◆ Work to complete ◆
Output every entry exactly as written.

** Data for this task follows **

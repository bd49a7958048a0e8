//! Explicit dispatch context.
//!
//! Everything the dispatcher and proxy forwarder need is carried in a
//! [`DispatchContext`] passed at construction. There are no globals: two
//! engines with different stores, transports, or identities can coexist in
//! one process.

use std::sync::Arc;
use std::time::Instant;

use bytes::Bytes;

use crate::access::AccessControl;
use crate::config::TargetStore;
use crate::log::{NoopLog, NotificationLog};
use crate::transport::DispatchTransport;

/// Supplies the local engine ID.
///
/// Returns `None` until the engine has been assigned an ID; dispatch
/// refuses to run before that.
pub trait EngineIdentity: Send + Sync {
    fn engine_id(&self) -> Option<Bytes>;
}

/// An engine ID fixed at construction.
#[derive(Debug, Clone)]
pub struct FixedEngine(Bytes);

impl FixedEngine {
    pub fn new(engine_id: impl Into<Bytes>) -> Self {
        Self(engine_id.into())
    }
}

impl EngineIdentity for FixedEngine {
    fn engine_id(&self) -> Option<Bytes> {
        if self.0.is_empty() {
            None
        } else {
            Some(self.0.clone())
        }
    }
}

/// sysUpTime clock: hundredths of a second since agent start, wrapping
/// modulo 2^32 per RFC 3418.
#[derive(Debug, Clone, Copy)]
pub struct AgentUptime {
    start: Instant,
}

impl AgentUptime {
    pub fn starting_now() -> Self {
        Self {
            start: Instant::now(),
        }
    }

    pub fn ticks(&self) -> u32 {
        (self.start.elapsed().as_millis() / 10) as u32
    }
}

impl Default for AgentUptime {
    fn default() -> Self {
        Self::starting_now()
    }
}

/// Shared dependencies of the dispatch engine.
#[derive(Clone)]
pub struct DispatchContext {
    pub store: Arc<TargetStore>,
    pub access: Arc<dyn AccessControl>,
    pub transport: Arc<dyn DispatchTransport>,
    pub log: Arc<dyn NotificationLog>,
    pub engine: Arc<dyn EngineIdentity>,
    pub uptime: AgentUptime,
}

impl DispatchContext {
    /// Start building a context around a store, transport, and access
    /// policy. Log and uptime have defaults; engine identity defaults to
    /// unassigned.
    pub fn builder(
        store: Arc<TargetStore>,
        transport: Arc<dyn DispatchTransport>,
        access: Arc<dyn AccessControl>,
    ) -> DispatchContextBuilder {
        DispatchContextBuilder {
            store,
            access,
            transport,
            log: None,
            engine: None,
            uptime: None,
        }
    }
}

pub struct DispatchContextBuilder {
    store: Arc<TargetStore>,
    access: Arc<dyn AccessControl>,
    transport: Arc<dyn DispatchTransport>,
    log: Option<Arc<dyn NotificationLog>>,
    engine: Option<Arc<dyn EngineIdentity>>,
    uptime: Option<AgentUptime>,
}

impl DispatchContextBuilder {
    pub fn log(mut self, log: Arc<dyn NotificationLog>) -> Self {
        self.log = Some(log);
        self
    }

    pub fn engine(mut self, engine: Arc<dyn EngineIdentity>) -> Self {
        self.engine = Some(engine);
        self
    }

    pub fn engine_id(self, engine_id: impl Into<Bytes>) -> Self {
        let engine = Arc::new(FixedEngine::new(engine_id));
        self.engine(engine)
    }

    pub fn uptime(mut self, uptime: AgentUptime) -> Self {
        self.uptime = Some(uptime);
        self
    }

    pub fn build(self) -> DispatchContext {
        DispatchContext {
            store: self.store,
            access: self.access,
            transport: self.transport,
            log: self.log.unwrap_or_else(|| Arc::new(NoopLog)),
            engine: self.engine.unwrap_or_else(|| Arc::new(FixedEngine::new(Bytes::new()))),
            uptime: self.uptime.unwrap_or_default(),
        }
    }
}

** End of Data for this task **

◆ Answer to this task ◆
repository bd49a7958048a0e8
//! Explicit dispatch context.
//!
//! Everything the dispatcher and proxy forwarder need is carried in a
//! [`DispatchContext`] passed at construction. There are no globals: two
//! engines with different stores, transports, or identities can coexist in
//! one process.

use std::sync::Arc;
use std::time::Instant;

use bytes::Bytes;

use crate::access::AccessControl;
use crate::config::TargetStore;
use crate::log::{NoopLog, NotificationLog};
use crate::transport::DispatchTransport;

/// Supplies the local engine ID.
///
/// Returns `None` until the engine has been assigned an ID; dispatch
/// refuses to run before that.
pub trait EngineIdentity: Send + Sync {
    fn engine_id(&self) -> Option<Bytes>;
}

/// An engine ID fixed at construction.
#[derive(Debug, Clone)]
pub struct FixedEngine(Bytes);

impl FixedEngine {
    pub fn new(engine_id: impl Into<Bytes>) -> Self {
        Self(engine_id.into())
    }
}

impl EngineIdentity for FixedEngine {
    fn engine_id(&self) -> Option<Bytes> {
        if self.0.is_empty() {
            None
        } else {
            Some(self.0.clone())
        }
    }
}

/// sysUpTime clock: hundredths of a second since agent start, wrapping
/// modulo 2^32 per RFC 3418.
#[derive(Debug, Clone, Copy)]
pub struct AgentUptime {
    start: Instant,
}

impl AgentUptime {
    pub fn starting_now() -> Self {
        Self {
            start: Instant::now(),
        }
    }

    pub fn ticks(&self) -> u32 {
        (self.start.elapsed().as_millis() / 10) as u32
    }
}

impl Default for AgentUptime {
    fn default() -> Self {
        Self::starting_now()
    }
}

/// Shared dependencies of the dispatch engine.
#[derive(Clone)]
pub struct DispatchContext {
    pub store: Arc<TargetStore>,
    pub access: Arc<dyn AccessControl>,
    pub transport: Arc<dyn DispatchTransport>,
    pub log: Arc<dyn NotificationLog>,
    pub engine: Arc<dyn EngineIdentity>,
    pub uptime: AgentUptime,
}

impl DispatchContext {
    /// Start building a context around a store, transport, and access
    /// policy. Log and uptime have defaults; engine identity defaults to
    /// unassigned.
    pub fn builder(
        store: Arc<TargetStore>,
        transport: Arc<dyn DispatchTransport>,
        access: Arc<dyn AccessControl>,
    ) -> DispatchContextBuilder {
        DispatchContextBuilder {
            store,
            access,
            transport,
            log: None,
            engine: None,
            uptime: None,
        }
    }
}

pub struct DispatchContextBuilder {
    store: Arc<TargetStore>,
    access: Arc<dyn AccessControl>,
    transport: Arc<dyn DispatchTransport>,
    log: Option<Arc<dyn NotificationLog>>,
    engine: Option<Arc<dyn EngineIdentity>>,
    uptime: Option<AgentUptime>,
}

impl DispatchContextBuilder {
    pub fn log(mut self, log: Arc<dyn NotificationLog>) -> Self {
        self.log = Some(log);
        self
    }

    pub fn engine(mut self, engine: Arc<dyn EngineIdentity>) -> Self {
        self.engine = Some(engine);
        self
    }

    pub fn engine_id(self, engine_id: impl Into<Bytes>) -> Self {
        let engine = Arc::new(FixedEngine::new(engine_id));
        self.engine(engine)
    }

    pub fn uptime(mut self, uptime: AgentUptime) -> Self {
        self.uptime = Some(uptime);
        self
    }

    pub fn build(self) -> DispatchContext {
        DispatchContext {
            store: self.store,
            access: self.access,
            transport: self.transport,
            log: self.log.unwrap_or_else(|| Arc::new(NoopLog)),
            engine: self.engine.unwrap_or_else(|| Arc::new(FixedEngine::new(Bytes::new()))),
            uptime: self.uptime.unwrap_or_default(),
        }
    }
}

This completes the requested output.